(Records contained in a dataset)
- Opening Delimiter -
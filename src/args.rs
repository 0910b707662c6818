//! Command-line argument assembly for wrapped tools.
//!
//! Wrapped CLIs (Helm, the AWS CLI, and friends) take long runs of optional
//! flags. [`CommandArgs`] turns optional configuration into an argv vector
//! without `if` ladders at every call site: disabled flags and absent options
//! are simply not emitted.

use std::fmt;

/// An argv vector under construction.
///
/// # Examples
///
/// ```
/// use regconfig::args::CommandArgs;
///
/// let args = CommandArgs::new("helm")
///     .args(["upgrade", "--install", "my-release", "oci://ghcr.io/acme/chart"])
///     .option("--namespace", Some("apps"))
///     .option("--version", None::<&str>)
///     .flag("--wait", true)
///     .flag("--atomic", false)
///     .repeated("--set", ["image.tag=1.2.3", "replicas=2"]);
///
/// assert_eq!(
///     args.to_string(),
///     "helm upgrade --install my-release oci://ghcr.io/acme/chart --namespace apps --wait --set image.tag=1.2.3 --set replicas=2",
/// );
/// ```
#[derive(Debug, Clone, Default, PartialEq, Eq)]
pub struct CommandArgs {
    argv: Vec<String>,
}

impl CommandArgs {
    /// Start an argv vector with `program`.
    #[must_use]
    pub fn new(program: impl Into<String>) -> Self {
        Self {
            argv: vec![program.into()],
        }
    }

    /// Append one positional argument.
    #[must_use]
    pub fn arg(mut self, arg: impl Into<String>) -> Self {
        self.argv.push(arg.into());
        self
    }

    /// Append several positional arguments.
    #[must_use]
    pub fn args<I, S>(mut self, args: I) -> Self
    where
        I: IntoIterator<Item = S>,
        S: Into<String>,
    {
        self.argv.extend(args.into_iter().map(Into::into));
        self
    }

    /// Append `name` when `enabled`.
    #[must_use]
    pub fn flag(self, name: &str, enabled: bool) -> Self {
        if enabled { self.arg(name) } else { self }
    }

    /// Append `name value` when `value` is present and non-empty.
    #[must_use]
    pub fn option<S: Into<String>>(self, name: &str, value: Option<S>) -> Self {
        match value.map(Into::into).filter(|v| !v.is_empty()) {
            Some(v) => self.arg(name).arg(v),
            None => self,
        }
    }

    /// Append `name value` once per value.
    #[must_use]
    pub fn repeated<I, S>(self, name: &str, values: I) -> Self
    where
        I: IntoIterator<Item = S>,
        S: Into<String>,
    {
        values
            .into_iter()
            .fold(self, |args, value| args.arg(name).arg(value))
    }

    /// Return the assembled arguments.
    #[must_use]
    pub fn as_slice(&self) -> &[String] {
        &self.argv
    }

    /// Consume the builder and return the assembled arguments.
    #[must_use]
    pub fn into_vec(self) -> Vec<String> {
        self.argv
    }

    /// Return whether no argument has been added.
    #[must_use]
    pub fn is_empty(&self) -> bool {
        self.argv.is_empty()
    }
}

impl fmt::Display for CommandArgs {
    fn fmt(&self, f: &mut fmt::Formatter<'_>) -> fmt::Result {
        f.write_str(&self.argv.join(" "))
    }
}

impl From<CommandArgs> for Vec<String> {
    fn from(args: CommandArgs) -> Self {
        args.into_vec()
    }
}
- Closing Delimiter -
Task brief
In full and word for word, set down the records shown above.

Answer for the task
filename src/args.rs
repository 0910b707662c6818
//! Command-line argument assembly for wrapped tools.
//!
//! Wrapped CLIs (Helm, the AWS CLI, and friends) take long runs of optional
//! flags. [`CommandArgs`] turns optional configuration into an argv vector
//! without `if` ladders at every call site: disabled flags and absent options
//! are simply not emitted.

use std::fmt;

/// An argv vector under construction.
///
/// # Examples
///
/// ```
/// use regconfig::args::CommandArgs;
///
/// let args = CommandArgs::new("helm")
///     .args(["upgrade", "--install", "my-release", "oci://ghcr.io/acme/chart"])
///     .option("--namespace", Some("apps"))
///     .option("--version", None::<&str>)
///     .flag("--wait", true)
///     .flag("--atomic", false)
///     .repeated("--set", ["image.tag=1.2.3", "replicas=2"]);
///
/// assert_eq!(
///     args.to_string(),
///     "helm upgrade --install my-release oci://ghcr.io/acme/chart --namespace apps --wait --set image.tag=1.2.3 --set replicas=2",
/// );
/// ```
#[derive(Debug, Clone, Default, PartialEq, Eq)]
pub struct CommandArgs {
    argv: Vec<String>,
}

impl CommandArgs {
    /// Start an argv vector with `program`.
    #[must_use]
    pub fn new(program: impl Into<String>) -> Self {
        Self {
            argv: vec![program.into()],
        }
    }

    /// Append one positional argument.
    #[must_use]
    pub fn arg(mut self, arg: impl Into<String>) -> Self {
        self.argv.push(arg.into());
        self
    }

    /// Append several positional arguments.
    #[must_use]
    pub fn args<I, S>(mut self, args: I) -> Self
    where
        I: IntoIterator<Item = S>,
        S: Into<String>,
    {
        self.argv.extend(args.into_iter().map(Into::into));
        self
    }

    /// Append `name` when `enabled`.
    #[must_use]
    pub fn flag(self, name: &str, enabled: bool) -> Self {
        if enabled { self.arg(name) } else { self }
    }

    /// Append `name value` when `value` is present and non-empty.
    #[must_use]
    pub fn option<S: Into<String>>(self, name: &str, value: Option<S>) -> Self {
        match value.map(Into::into).filter(|v| !v.is_empty()) {
            Some(v) => self.arg(name).arg(v),
            None => self,
        }
    }

    /// Append `name value` once per value.
    #[must_use]
    pub fn repeated<I, S>(self, name: &str, values: I) -> Self
    where
        I: IntoIterator<Item = S>,
        S: Into<String>,
    {
        values
            .into_iter()
            .fold(self, |args, value| args.arg(name).arg(value))
    }

    /// Return the assembled arguments.
    #[must_use]
    pub fn as_slice(&self) -> &[String] {
        &self.argv
    }

    /// Consume the builder and return the assembled arguments.
    #[must_use]
    pub fn into_vec(self) -> Vec<String> {
        self.argv
    }

    /// Return whether no argument has been added.
    #[must_use]
    pub fn is_empty(&self) -> bool {
        self.argv.is_empty()
    }
}

impl fmt::Display for CommandArgs {
    fn fmt(&self, f: &mut fmt::Formatter<'_>) -> fmt::Result {
        f.write_str(&self.argv.join(" "))
    }
}

impl From<CommandArgs> for Vec<String> {
    fn from(args: CommandArgs) -> Self {
        args.into_vec()
    }
}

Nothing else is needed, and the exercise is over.